#### Exercise objective:
Exact reproduction of all the data is needed.
┏━━
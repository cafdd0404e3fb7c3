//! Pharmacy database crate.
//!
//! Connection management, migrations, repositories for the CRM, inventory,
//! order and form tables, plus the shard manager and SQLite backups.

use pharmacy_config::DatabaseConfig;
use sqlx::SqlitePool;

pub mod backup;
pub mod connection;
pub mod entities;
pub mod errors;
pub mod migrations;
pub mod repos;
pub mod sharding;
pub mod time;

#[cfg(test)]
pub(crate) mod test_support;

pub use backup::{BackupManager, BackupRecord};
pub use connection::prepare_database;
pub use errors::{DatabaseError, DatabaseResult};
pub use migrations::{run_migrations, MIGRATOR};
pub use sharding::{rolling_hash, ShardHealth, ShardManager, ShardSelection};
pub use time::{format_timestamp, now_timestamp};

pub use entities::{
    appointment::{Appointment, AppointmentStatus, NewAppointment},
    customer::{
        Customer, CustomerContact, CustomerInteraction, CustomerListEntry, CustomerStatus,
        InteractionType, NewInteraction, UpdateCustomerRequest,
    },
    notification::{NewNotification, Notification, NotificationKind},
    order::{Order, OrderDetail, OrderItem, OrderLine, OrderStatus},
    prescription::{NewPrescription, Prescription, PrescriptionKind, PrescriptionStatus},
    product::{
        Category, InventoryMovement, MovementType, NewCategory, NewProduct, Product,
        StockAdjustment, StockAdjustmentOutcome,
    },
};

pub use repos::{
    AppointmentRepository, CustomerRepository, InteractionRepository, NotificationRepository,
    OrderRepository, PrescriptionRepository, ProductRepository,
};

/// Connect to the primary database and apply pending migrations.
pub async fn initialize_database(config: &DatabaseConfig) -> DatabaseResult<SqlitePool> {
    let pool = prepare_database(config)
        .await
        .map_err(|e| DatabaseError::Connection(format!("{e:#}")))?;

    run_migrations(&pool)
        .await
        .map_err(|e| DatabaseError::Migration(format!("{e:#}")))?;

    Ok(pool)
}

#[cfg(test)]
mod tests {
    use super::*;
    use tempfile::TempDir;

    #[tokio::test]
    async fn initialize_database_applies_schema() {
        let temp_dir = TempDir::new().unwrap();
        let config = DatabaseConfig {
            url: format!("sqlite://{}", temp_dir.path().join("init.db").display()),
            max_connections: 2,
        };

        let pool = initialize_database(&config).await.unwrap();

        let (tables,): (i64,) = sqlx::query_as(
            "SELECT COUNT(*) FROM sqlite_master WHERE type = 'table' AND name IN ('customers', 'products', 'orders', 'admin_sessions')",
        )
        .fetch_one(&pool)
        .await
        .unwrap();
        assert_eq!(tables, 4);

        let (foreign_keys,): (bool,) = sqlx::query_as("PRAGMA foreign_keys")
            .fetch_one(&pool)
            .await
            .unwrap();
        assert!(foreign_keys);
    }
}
┗━━
#### Task response:
repository cafdd0404e3fb7c3
//! Pharmacy database crate.
//!
//! Connection management, migrations, repositories for the CRM, inventory,
//! order and form tables, plus the shard manager and SQLite backups.

use pharmacy_config::DatabaseConfig;
use sqlx::SqlitePool;

pub mod backup;
pub mod connection;
pub mod entities;
pub mod errors;
pub mod migrations;
pub mod repos;
pub mod sharding;
pub mod time;

#[cfg(test)]
pub(crate) mod test_support;

pub use backup::{BackupManager, BackupRecord};
pub use connection::prepare_database;
pub use errors::{DatabaseError, DatabaseResult};
pub use migrations::{run_migrations, MIGRATOR};
pub use sharding::{rolling_hash, ShardHealth, ShardManager, ShardSelection};
pub use time::{format_timestamp, now_timestamp};

pub use entities::{
    appointment::{Appointment, AppointmentStatus, NewAppointment},
    customer::{
        Customer, CustomerContact, CustomerInteraction, CustomerListEntry, CustomerStatus,
        InteractionType, NewInteraction, UpdateCustomerRequest,
    },
    notification::{NewNotification, Notification, NotificationKind},
    order::{Order, OrderDetail, OrderItem, OrderLine, OrderStatus},
    prescription::{NewPrescription, Prescription, PrescriptionKind, PrescriptionStatus},
    product::{
        Category, InventoryMovement, MovementType, NewCategory, NewProduct, Product,
        StockAdjustment, StockAdjustmentOutcome,
    },
};

pub use repos::{
    AppointmentRepository, CustomerRepository, InteractionRepository, NotificationRepository,
    OrderRepository, PrescriptionRepository, ProductRepository,
};

/// Connect to the primary database and apply pending migrations.
pub async fn initialize_database(config: &DatabaseConfig) -> DatabaseResult<SqlitePool> {
    let pool = prepare_database(config)
        .await
        .map_err(|e| DatabaseError::Connection(format!("{e:#}")))?;

    run_migrations(&pool)
        .await
        .map_err(|e| DatabaseError::Migration(format!("{e:#}")))?;

    Ok(pool)
}

#[cfg(test)]
mod tests {
    use super::*;
    use tempfile::TempDir;

    #[tokio::test]
    async fn initialize_database_applies_schema() {
        let temp_dir = TempDir::new().unwrap();
        let config = DatabaseConfig {
            url: format!("sqlite://{}", temp_dir.path().join("init.db").display()),
            max_connections: 2,
        };

        let pool = initialize_database(&config).await.unwrap();

        let (tables,): (i64,) = sqlx::query_as(
            "SELECT COUNT(*) FROM sqlite_master WHERE type = 'table' AND name IN ('customers', 'products', 'orders', 'admin_sessions')",
        )
        .fetch_one(&pool)
        .await
        .unwrap();
        assert_eq!(tables, 4);

        let (foreign_keys,): (bool,) = sqlx::query_as("PRAGMA foreign_keys")
            .fetch_one(&pool)
            .await
            .unwrap();
        assert!(foreign_keys);
    }
}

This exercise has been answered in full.